COMP-206 Introduction to Software Systems, Winter 2021
app | shell代做 | project | Objective代做 | 代做html | assignment | lab代做 – 这个题目属于一个app的代写任务, 涵盖了app/shell/Objective/html等程序代做方面, 这是值得参考的lab代写的题目
Final Project
This is an individual assessment. You need to solve these questions on your own. Instructors and TAs will only provide clarifications on the exam questions and it will be through Piazza. There will be no help provided to debug your project code. This is your final work, and it also requires you to demonstrate that you have learned the necessary debugging skills.
Obtaining a minimum of 50% in this project is mandatory to pass the course (in addition to ob- taining an overall passing grade across all the course assessments). Students who do not achieve that threshold will receive an F grade. NO LATE submissions are accepted. Please account for Internet delays, outages, etc., and turn in your work in due time.
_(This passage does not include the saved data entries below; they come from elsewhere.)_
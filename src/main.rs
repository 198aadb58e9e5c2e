//! Conway's Game of Life in the terminal.
//!
//! Cells are drawn with braille characters, 2x4 dots per character. Controls:
//!
//! * Space: pause / resume
//! * Left click: flip a cell (paused only)
//! * n, Enter: advance one generation (paused only)
//! * r: kill every cell (paused only)
//! * +, -: larger / smaller cells (paused only)
//! * Up, Down: faster / slower
//! * q, Esc, Ctrl-C: quit
//!
//! Logs go to stderr, filtered by `RUST_LOG`. Redirect them, as in `gridlife 2> life.log`, to keep
//! them off the screen.

use std::io;
use std::io::Write;
use std::time::Duration;
use std::time::Instant;

use anyhow::Context;
use crossterm::cursor;
use crossterm::event;
use crossterm::event::DisableMouseCapture;
use crossterm::event::EnableMouseCapture;
use crossterm::execute;
use crossterm::queue;
use crossterm::style;
use crossterm::terminal;
use tracing::info;
use tracing_subscriber::EnvFilter;

use gridlife::canvas::Canvas;
use gridlife::config::Config;
use gridlife::events::AppEvent;
use gridlife::events::Event;
use gridlife::io::DOTS_X;
use gridlife::io::convert_event;
use gridlife::io::display_area;
use gridlife::simulation::Simulation;

const FRAMERATE: u32 = 60;
const FRAMETIME: Duration = Duration::from_millis(1_000 / FRAMERATE as u64);

fn main() -> anyhow::Result<()> {
    let filter = EnvFilter::try_from_default_env().unwrap_or_else(|_| EnvFilter::new("warn"));
    tracing_subscriber::fmt()
        .with_env_filter(filter)
        .with_writer(io::stderr)
        .init();

    let mut config = Config::from_env().context("Invalid configuration")?;
    let (cols, rows) = terminal::size().context("Failed to read the terminal size")?;
    config.display = display_area(cols, rows);

    let sim = Simulation::new(config).context("Invalid configuration")?;

    terminal::enable_raw_mode().context("Failed to enable raw mode")?;
    let mut stdout = io::stdout();
    execute!(
        stdout,
        terminal::EnterAlternateScreen,
        EnableMouseCapture,
        cursor::Hide
    )
    .context("Failed to set up the terminal")?;

    // Put the terminal back even if the loop failed
    let res = run(&mut stdout, sim);

    let restored = execute!(
        stdout,
        cursor::Show,
        DisableMouseCapture,
        terminal::LeaveAlternateScreen
    );
    let raw_mode = terminal::disable_raw_mode();

    first_error(res, restored, raw_mode)
}

/// The loop's own error wins over any failure to put the terminal back.
fn first_error(
    res: anyhow::Result<()>,
    restored: io::Result<()>,
    raw_mode: io::Result<()>,
) -> anyhow::Result<()> {
    res?;
    restored.context("Failed to restore the terminal")?;
    raw_mode.context("Failed to disable raw mode")?;

    Ok(())
}

fn run(stdout: &mut io::Stdout, mut sim: Simulation) -> anyhow::Result<()> {
    let (width, height) = sim.display();
    let mut canvas = Canvas::new(width, height);
    let mut last_tick = Instant::now();

    execute!(stdout, terminal::Clear(terminal::ClearType::All))?;

    loop {
        draw(stdout, &mut canvas, &sim)?;

        // Poll events until the next frame, or the next generation if that comes first
        let timeout = if sim.is_paused() {
            FRAMETIME
        } else {
            sim.tick_interval()
                .saturating_sub(last_tick.elapsed())
                .min(FRAMETIME)
        };

        if event::poll(timeout)? {
            match convert_event(event::read()?) {
                None => {}
                Some(Event::AppEvent(AppEvent::Exit)) => break,
                Some(Event::EngineEvent(event)) => sim.handle(event),
            }
        }

        let (width, height) = sim.display();
        if (width, height) != (canvas.width(), canvas.height()) {
            canvas.resize(width, height);
            execute!(stdout, terminal::Clear(terminal::ClearType::All))?;
        }

        if sim.is_paused() {
            last_tick = Instant::now();
        } else if last_tick.elapsed() >= sim.tick_interval() {
            sim.tick();
            last_tick = Instant::now();
        }
    }

    info!(generation = sim.generation(), "Exiting");

    Ok(())
}

fn draw(stdout: &mut io::Stdout, canvas: &mut Canvas, sim: &Simulation) -> io::Result<()> {
    let cols = canvas.width() / DOTS_X;

    canvas.clear();
    canvas.draw_grid(sim.grid(), sim.cell_size(), sim.stroke());

    queue!(stdout, cursor::MoveTo(0, 0))?;

    for line in canvas.render().lines() {
        queue!(stdout, style::Print(line), cursor::MoveToNextLine(1))?;
    }

    let title: String = sim.title().chars().take(cols).collect();
    queue!(
        stdout,
        style::Print(title),
        terminal::Clear(terminal::ClearType::UntilNewLine)
    )?;

    stdout.flush()
}

#[cfg(test)]
mod tests {
    use std::io;

    use super::first_error;

    fn broken(msg: &str) -> io::Result<()> {
        Err(io::Error::other(msg.to_string()))
    }

    #[test]
    fn test_loop_error_comes_first() {
        let res = first_error(
            Err(anyhow::anyhow!("loop failed")),
            broken("no tty"),
            broken("still no tty"),
        );

        assert_eq!(res.map_err(|e| e.to_string()), Err("loop failed".to_string()));
    }

    #[test]
    fn test_restore_errors_in_order() {
        let res = first_error(Ok(()), broken("no tty"), broken("still no tty"));
        assert_eq!(
            res.map_err(|e| e.to_string()),
            Err("Failed to restore the terminal".to_string())
        );

        let res = first_error(Ok(()), Ok(()), broken("still no tty"));
        assert_eq!(
            res.map_err(|e| e.to_string()),
            Err("Failed to disable raw mode".to_string())
        );

        assert!(first_error(Ok(()), Ok(()), Ok(())).is_ok());
    }
}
These are not valid excuses for extensions.
This project description is for your personal use only. Sharing it with others, including websites, helping or seeking help from others for your project work will be deemed as copyright violation and plagiarism. Such actions will result in an automatic forfeit of your course grade to F in addition to any University disciplinary proceedings. You may leverage the course materials, solutions, etc., given to you, as well as parts of your own assignment solutions for your project implementation. If you use concepts and snippets of code from other sources such as websites, they will have to be documented in your code as a proper comment. Lack of such citation will also be treated as plagiarism. In any case, utilizing such external resources must be limited to bare syntactical references (e.g – how to include a backslash – \ symbol in sed pattern) and should not result in you copying the major part of your program logic from such resources (e.g. – how do I traverse a linked list). Both software and manual mechanisms will be employed for plagiarism detection.
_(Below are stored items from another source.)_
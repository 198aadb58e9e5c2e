use crate::grid::Grid;

/// Copy every cell of `source` that also exists in `destination`.
///
/// Both grids are anchored at their top-left corner. Cells that only exist in `source` are
/// dropped, and cells that only exist in `destination` keep whatever they held before.
pub fn transcribe(source: &Grid, destination: &mut Grid) {
    let rows = source.rows().min(destination.rows());
    let cols = source.cols().min(destination.cols());

    for row in 0..rows {
        for col in 0..cols {
            destination.put(row, col, source.cell(row, col));
        }
    }
}

/// A dead `rows` x `cols` grid holding as much of `source` as fits.
pub fn resized(source: &Grid, rows: usize, cols: usize) -> Grid {
    let mut grid = Grid::new(rows, cols);
    transcribe(source, &mut grid);

    grid
}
You MUST use mimi.cs.mcgill.ca to create the solution to this project. You must not use your Mac command-line, Windows command-line, nor a Linux distro installed locally on your laptop. You can access mimi.cs.mcgill.ca from your personal computer using ssh or putty and also transfer files to your computer using filezilla or scp as seen in class and in lab A and mini assignment 1.
Instructors/TAs upon their discretion may ask you to demonstrate/explain your solution. No points are awarded for commands that do not compile/execute at all. (Commands that execute, but provide incorrect behavior/output will be given partial marks.) All questions are graded proportionally. This means that if 40% of the question is correct, you will receive 40% of the grade.
Please read through the entire project description before you start working on it. You can loose several points for not following the instructions. Points can be deducted for violating the constraints set forth in the questions, including for the steps where an explicit deduction is not specified. It will also help you get the bigger picture of the project. There are also some helpful hints given at the end of this document that can be useful to you. Go through the checklist at the end to ensure that you have turned in all the required files. Files that are not turned-in will not be given a second chance.
The total points allocated to this project is 25.
Project Synopsis
For your final project, you will implement a software solution that consists of shell scripts and C program to compute the lab attendance associated with each student.
Exercise 1 – Version Control (2 Points)
Create a local git repository (private) in your home directory. You will be using this for the rest of your final project work to write any shell scripts, C programs, etc.DO NOT use public repositories such as github. We expect to see at the least 4 commits, each of which are at the least 10 minutes (or more) apart. So commit your work frequently as you reach some logical milestone of your project work.No points will be allocated for this exercise unless this requirement is completely met.You must turn in yourgit logcommand output copied/redirected asgit.txtfile, once you have finished your complete project work.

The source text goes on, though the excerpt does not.